Richmond’s current payroll tax model, which would be replaced by the gross receipts model, requires most businesses to pay a base rate of $234.10. The rate rises for each employee — by about $47 for each of the first 25 employees, and about $40 for each additional employee. Some businesses already pay taxes based on gross receipts: Marijuana businesses pay a 5% tax, while movie theaters pay 0.3% of revenues over $20,000, according to the staff presentation.

The ordinance also includes a proposed change to residential rental property taxes, charging 1% of gross receipts, with a 50% discount for properties subject to rent control. Currently, all properties, no matter the size, are charged $234.10 per location.

The city council discussed and moved forward on the tax during two council meetings at the end of July. On July 28, the council directed staff to bring back the ordinance with a progressive schedule based on the Berkeley model but tailored to the economics of Richmond.

City staff also conducted outreach to the business community over the last two weeks, meeting with the Contra Costa Council of Industries, the Richmond Chamber of Commerce, Richmond Main Street, the Association of United Richmond Housing Providers and the Contra Costa Association of Realtors. Two virtual community business meetings were also held.

The business community gave feedback during those meetings, with many opposing the measure because they said the process felt rushed or felt the tax was poorly timed, given the impact of COVID-19.

Several speakers from the business community also showed up to voice their concerns in public comments. Katrinka Ruk, executive director of the West Contra Contra Costa Council of Industries, said they couldn’t support the measure, and recommended the city delay passing the ordinance to meet with businesses of all sizes so they can provide input.

She said the business community only had 24 hours to review the current rates structure, which wasn’t enough time.

“Overall, this is ill-timed during the current pandemic where many Richmond businesses have been impacted,” Ruk said.

Some public commenters recommended the council move forward with the tax. Mike Parker said that if voters pass the tax, the city will only get revenue in two years, which means that a delay to putting it on the ballot, as some in the business community suggested, would be more impactful than it seems.

Butt proposed that the city use its current tax model and double the rates. He said he’d talked to members of the business community who said they’d be fine with that, and doubling rates would raise an additional $3 million, roughly the same amount as the suggested gross receipts tax.

Several council members opposed Butt’s idea. Council member Ben Choi said he, and voters, weren’t likely to approve a tax that uses taxing principles from 1895.

Bates said the tax was “ill-conceived” and would hurt businesses suffering from the COVID-19 pandemic.
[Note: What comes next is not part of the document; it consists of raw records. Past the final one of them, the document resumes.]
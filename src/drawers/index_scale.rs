use crate::canvas::{Canvas, TextAlign, TextBaseline};
use crate::drawers::theme_font;
use crate::scales::list_notches_for_range;
use crate::theme::{ChartTheme, FontWeight};
use crate::utils::number::format_with_thousand_groups;
use glam::DVec2;

/// Index labels along the top edge `y`. `[from_x, to_x]` maps to `[from_index, to_index]`; labels are
/// drawn while they touch `[x, x + width]`.
#[derive(Clone, Copy, Debug, PartialEq)]
pub struct IndexScaleOptions {
    pub x: f64,
    pub y: f64,
    pub width: f64,
    pub from_x: f64,
    pub to_x: f64,
    pub from_index: f64,
    pub to_index: f64,
    pub notch_scale: f64,
    pub index_name_offset: f64,
    pub pixel_ratio: f64,
}

pub fn draw_index_scale(canvas: &mut dyn Canvas, theme: &ChartTheme, options: &IndexScaleOptions) {
    let IndexScaleOptions {
        x,
        y,
        width,
        from_x,
        to_x,
        from_index,
        to_index,
        notch_scale,
        index_name_offset,
        pixel_ratio,
    } = *options;

    if from_index == to_index {
        return;
    }

    let style = &theme.scale;
    let approximate_label_max_width = style.min_space_for_notch * 0.9;
    let font = theme_font(theme, (style.label_font_size * pixel_ratio).round(), FontWeight::Regular);

    let real_from_x = x - approximate_label_max_width / 2.0;
    let real_to_x = x + width + approximate_label_max_width / 2.0;
    let index_span = to_index - from_index;
    let x_per_index = (to_x - from_x) / if index_span == 0.0 { 1.0 } else { index_span };
    let (real_from_index, real_to_index) = if x_per_index == 0.0 {
        (from_index, to_index)
    } else {
        (
            from_index - (from_x - real_from_x) / x_per_index,
            to_index + (real_to_x - to_x) / x_per_index,
        )
    };

    // Notches align to the displayed numbers, not to the raw indices
    let notches = list_notches_for_range(
        real_from_index + index_name_offset,
        real_to_index + index_name_offset,
        notch_scale,
    );
    for notch in notches {
        let index = notch.value - index_name_offset;
        let notch_x = from_x + (index - from_index) * x_per_index;
        canvas.fill_text(
            &format_with_thousand_groups(notch.value, " "),
            DVec2::new(notch_x.round(), y),
            &font,
            TextAlign::Center,
            TextBaseline::Top,
            style.label_color,
            notch.opacity,
        );
    }
}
He warned about businesses pulling out of the city if tax rates are too high.

“What we need to do is try to be stable as much as possible and wait and see what’s going to happen down the road,” Bates said.

Council member Eduardo Martinez said he saw the easy acceptance of a 100% tax increase as evidence that the city’s current business tax rate is too low.

“When you see no problem with a 100% increase, that tells me you are paying way too little and you know it,” Martinez said. “I don’t think we should stay in the stone ages of finance just because the people you’ve been talking to want to stay there.”